Wybory do Sejmu. Beata Szydło podała możliwy termin
Beata Szydło była w piątek 31 maja gościem „Sygnałów dnia” w Polskim Radiu. Wicepremier została zapytana o to, na ile są prawdziwe spekulacje, że wybory do Sejmu mogą odbyć się 13 października. – To najwcześniejszy możliwy termin, który wynika z kalendarza wyborczego, i jest prawdopodobne, że może on być dniem wyborów, oczywiście – zaznaczyła polityk. Dodała, że datę wyborów ogłasza prezydent, „więc na pewno będzie decydująca jego opinia w tej sprawie”.
Szydło na prezydenta?
Podczas rozmowy poruszono także kwestię rekonstrukcji rządu. Beata Szydło powiedziała, że zmiany personalne nastąpią na początku przyszłego tygodnia. – Na pewno będą nowe osoby kierujące resortami i wiceministrowie, którzy zastąpią przyszłych europarlamentarzystów. Być może nastąpi jeszcze jakaś zmiana, ale nie będzie to znacząca liczba osób. Wśród nowych ministrów będą kobiety. Przyjdą osoby przygotowane i doświadczone. Jest jeszcze kilka ważnych projektów do zrealizowania do końca tego roku – zaznaczyła Szydło.

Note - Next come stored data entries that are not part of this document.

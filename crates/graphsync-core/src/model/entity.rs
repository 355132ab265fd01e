use crate::model::{AttributeModel, RelationModel};

///
/// EntityDef
///
/// Declared shape of one entity type before inheritance is resolved.
/// Only the fields introduced by this type are listed here.
///

#[derive(Clone, Debug, Default)]
pub struct EntityDef {
    pub name: String,
    pub parent: Option<String>,
    pub is_abstract: bool,
    pub attributes: Vec<AttributeModel>,
    pub relations: Vec<RelationModel>,
}

impl EntityDef {
    #[must_use]
    pub fn new(name: impl Into<String>) -> Self {
        Self {
            name: name.into(),
            ..Self::default()
        }
    }

    #[must_use]
    pub fn parent(mut self, parent: impl Into<String>) -> Self {
        self.parent = Some(parent.into());
        self
    }

    #[must_use]
    pub const fn abstract_entity(mut self) -> Self {
        self.is_abstract = true;
        self
    }

    #[must_use]
    pub fn attribute(mut self, attribute: AttributeModel) -> Self {
        self.attributes.push(attribute);
        self
    }

    #[must_use]
    pub fn attributes(mut self, attributes: impl IntoIterator<Item = AttributeModel>) -> Self {
        self.attributes.extend(attributes);
        self
    }

    #[must_use]
    pub fn relation(mut self, relation: RelationModel) -> Self {
        self.relations.push(relation);
        self
    }
}

///
/// EntityModel
/// Resolved runtime model for one entity type.
///

#[derive(Clone, Debug)]
pub struct EntityModel {
    /// Stable type name used in payloads and for dispatch.
    pub name: String,
    /// Direct parent type, if this is a sub-entity.
    pub parent: Option<String>,
    /// Abstract types cannot be instantiated, only fetched through.
    pub is_abstract: bool,
    /// Inherited attributes first, then this type's own.
    pub attributes: Vec<AttributeModel>,
    /// Inherited relationships first, then this type's own.
    pub relations: Vec<RelationModel>,
}

impl EntityModel {
    #[must_use]
    pub fn attribute(&self, name: &str) -> Option<&AttributeModel> {
        self.attributes.iter().find(|attr| attr.name == name)
    }

    #[must_use]
    pub fn relation(&self, name: &str) -> Option<&RelationModel> {
        self.relations.iter().find(|rel| rel.name == name)
    }

    #[must_use]
    pub fn has_attribute(&self, name: &str) -> bool {
        self.attribute(name).is_some()
    }
}
//! Entity reconciler: copies one raw record onto one stored object and walks
//! its relationships.

use crate::{
    ID_FIELD,
    error::{ErrorOrigin, InternalError},
    identity::{IdentityResolver, create_object},
    model::{EntityModel, MetadataProvider, RelationModel},
    obs::sink::{self, MetricsEvent},
    record::{RawRecord, is_reference_only, record_array, record_id, record_uuid},
    store::{ObjectKey, WriteScope},
    value::coerce,
};
use serde::{Deserialize, Serialize};
use serde_json::Value as JsonValue;
use tracing::{debug, warn};

///
/// ShapeMismatchPolicy
///
/// What to do with a relationship payload of the wrong JSON shape
/// (e.g. an object where an array of records is expected).
///
/// Skip → log at `warn`, leave the relationship untouched, keep going.
/// Fail → abort the pass with an invariant violation.
///

#[derive(Clone, Copy, Debug, Default, Deserialize, Eq, PartialEq, Serialize)]
#[serde(rename_all = "snake_case")]
pub enum ShapeMismatchPolicy {
    #[default]
    Skip,
    Fail,
}

///
/// MapperOptions
///

#[derive(Clone, Debug, Default, Deserialize, Eq, PartialEq, Serialize)]
#[serde(default)]
pub struct MapperOptions {
    pub shape_mismatch: ShapeMismatchPolicy,
}

///
/// Reconciler
///
/// Borrows everything one reconciliation step needs: the write scope it
/// mutates, the metadata it reads, and the pass's identity resolver.
///

pub struct Reconciler<'a> {
    scope: &'a mut dyn WriteScope,
    schema: &'a dyn MetadataProvider,
    resolver: &'a mut dyn IdentityResolver,
    policy: ShapeMismatchPolicy,
}

impl<'a> Reconciler<'a> {
    pub fn new(
        scope: &'a mut dyn WriteScope,
        schema: &'a dyn MetadataProvider,
        resolver: &'a mut dyn IdentityResolver,
    ) -> Self {
        Self {
            scope,
            schema,
            resolver,
            policy: ShapeMismatchPolicy::default(),
        }
    }

    #[must_use]
    pub const fn policy(mut self, policy: ShapeMismatchPolicy) -> Self {
        self.policy = policy;
        self
    }

    /// Resolve `record` by identity and reconcile it as a top-level record.
    pub fn upsert(
        &mut self,
        entity: &EntityModel,
        record: &RawRecord,
        id: i64,
    ) -> Result<ObjectKey, InternalError> {
        let key = self
            .resolver
            .resolve(self.scope, entity, id, record_uuid(record))?;
        self.reconcile(key, record, None, true)?;

        Ok(key)
    }

    /// Copy `record` onto the object at `key`.
    ///
    /// `parent` is the relationship this object was reached through; its
    /// inverse is never descended again. To-many relationships are only
    /// touched when `process_to_many` is set, at this level and below.
    pub fn reconcile(
        &mut self,
        key: ObjectKey,
        record: &RawRecord,
        parent: Option<&RelationModel>,
        process_to_many: bool,
    ) -> Result<(), InternalError> {
        if is_reference_only(record) {
            return Ok(());
        }

        let schema = self.schema;
        let entity = self
            .scope
            .entity_name(key)
            .ok_or_else(|| InternalError::store_not_found(key.to_string()))?;
        let model = schema.try_entity(entity, ErrorOrigin::Reconcile)?;

        self.copy_attributes(key, model, record)?;

        for rel in &model.relations {
            if rel.ignore || parent.is_some_and(|parent| rel.is_inverse_of(parent)) {
                continue;
            }

            if rel.is_to_many() {
                if process_to_many {
                    self.reconcile_to_many(key, model, rel, record, process_to_many)?;
                }
            } else {
                self.reconcile_to_one(key, model, rel, record, process_to_many)?;
            }
        }

        Ok(())
    }

    fn copy_attributes(
        &mut self,
        key: ObjectKey,
        model: &EntityModel,
        record: &RawRecord,
    ) -> Result<(), InternalError> {
        for attr in &model.attributes {
            if attr.name == ID_FIELD {
                continue;
            }
            let Some(raw) = record.get(attr.record_key()) else {
                continue;
            };

            let value = coerce(attr, raw)?;
            self.scope.set_attribute(key, &attr.name, value)?;
        }

        Ok(())
    }

    fn reconcile_to_one(
        &mut self,
        key: ObjectKey,
        model: &EntityModel,
        rel: &RelationModel,
        record: &RawRecord,
        process_to_many: bool,
    ) -> Result<(), InternalError> {
        let nested = match record.get(rel.record_key()) {
            None | Some(JsonValue::Null) => {
                return self.scope.set_to_one(key, &rel.name, None);
            }
            Some(JsonValue::Object(nested)) => nested,
            Some(other) => return self.shape_mismatch(model, rel, "a record", other),
        };

        let destination = self.schema.try_entity(&rel.destination, ErrorOrigin::Reconcile)?;
        let target = if rel.no_identity {
            match self.scope.to_one(key, &rel.name) {
                Some(current) => current,
                None => create_object(
                    self.scope,
                    destination,
                    record_id(nested),
                    record_uuid(nested),
                )?,
            }
        } else if let Some(id) = record_id(nested) {
            self.resolver
                .resolve(self.scope, destination, id, record_uuid(nested))?
        } else {
            return self.scope.set_to_one(key, &rel.name, None);
        };

        self.scope.set_to_one(key, &rel.name, Some(target))?;
        self.reconcile(target, nested, Some(rel), process_to_many)
    }

    fn reconcile_to_many(
        &mut self,
        key: ObjectKey,
        model: &EntityModel,
        rel: &RelationModel,
        record: &RawRecord,
        process_to_many: bool,
    ) -> Result<(), InternalError> {
        let raw = match record.get(rel.record_key()) {
            None | Some(JsonValue::Null) => return Ok(()),
            Some(raw) => raw,
        };
        let Some(elements) = record_array(raw) else {
            return self.shape_mismatch(model, rel, "an array of records", raw);
        };

        let destination = self.schema.try_entity(&rel.destination, ErrorOrigin::Reconcile)?;
        self.scope.clear_to_many(key, &rel.name)?;

        for nested in elements {
            let target = if rel.no_identity {
                create_object(self.scope, destination, record_id(nested), record_uuid(nested))?
            } else if let Some(id) = record_id(nested) {
                self.resolver
                    .resolve(self.scope, destination, id, record_uuid(nested))?
            } else {
                debug!(
                    entity = %model.name,
                    relation = %rel.name,
                    "skipping to-many element without id"
                );
                continue;
            };

            self.scope.add_to_many(key, &rel.name, target)?;
            self.reconcile(target, nested, Some(rel), process_to_many)?;
        }

        Ok(())
    }

    fn shape_mismatch(
        &self,
        model: &EntityModel,
        rel: &RelationModel,
        expected: &str,
        found: &JsonValue,
    ) -> Result<(), InternalError> {
        sink::record(MetricsEvent::ShapeMismatch {
            entity: &model.name,
            relation: &rel.name,
        });

        match self.policy {
            ShapeMismatchPolicy::Skip => {
                warn!(
                    entity = %model.name,
                    relation = %rel.name,
                    expected,
                    found = json_kind(found),
                    "skipping relationship with unexpected payload shape"
                );
                Ok(())
            }
            ShapeMismatchPolicy::Fail => Err(InternalError::reconcile_invariant(format!(
                "relationship '{}.{}' expects {expected}, got {}",
                model.name,
                rel.name,
                json_kind(found)
            ))),
        }
    }
}

const fn json_kind(value: &JsonValue) -> &'static str {
    match value {
        JsonValue::Null => "null",
        JsonValue::Bool(_) => "a boolean",
        JsonValue::Number(_) => "a number",
        JsonValue::String(_) => "a string",
        JsonValue::Array(_) => "an array",
        JsonValue::Object(_) => "a record",
    }
}

#[cfg(test)]
mod tests;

Po ogłoszeniu wyników wyborów do europarlamentu pojawiły się sugestie, że była wicepremier powinna ubiegać się w przyszłym roku o fotel prezydenta. Przypomnijmy, Szydło uzyskała największą ilość głosów w skali kraju, a o szanse polityk zapytano nawet uczestników jednego z sondaży. Sama zainteresowana dementuje doniesienia. – To są tylko spekulacje. Zdecydowanie dementuję. Nie będę ubiegać się w przyszłym roku o urząd prezydenta Rzeczypospolitej. Będę wspierać w kampanii, zaangażuję się mocno w kampanię prezydenta Andrzeja Dudy – podkreśliła była premier.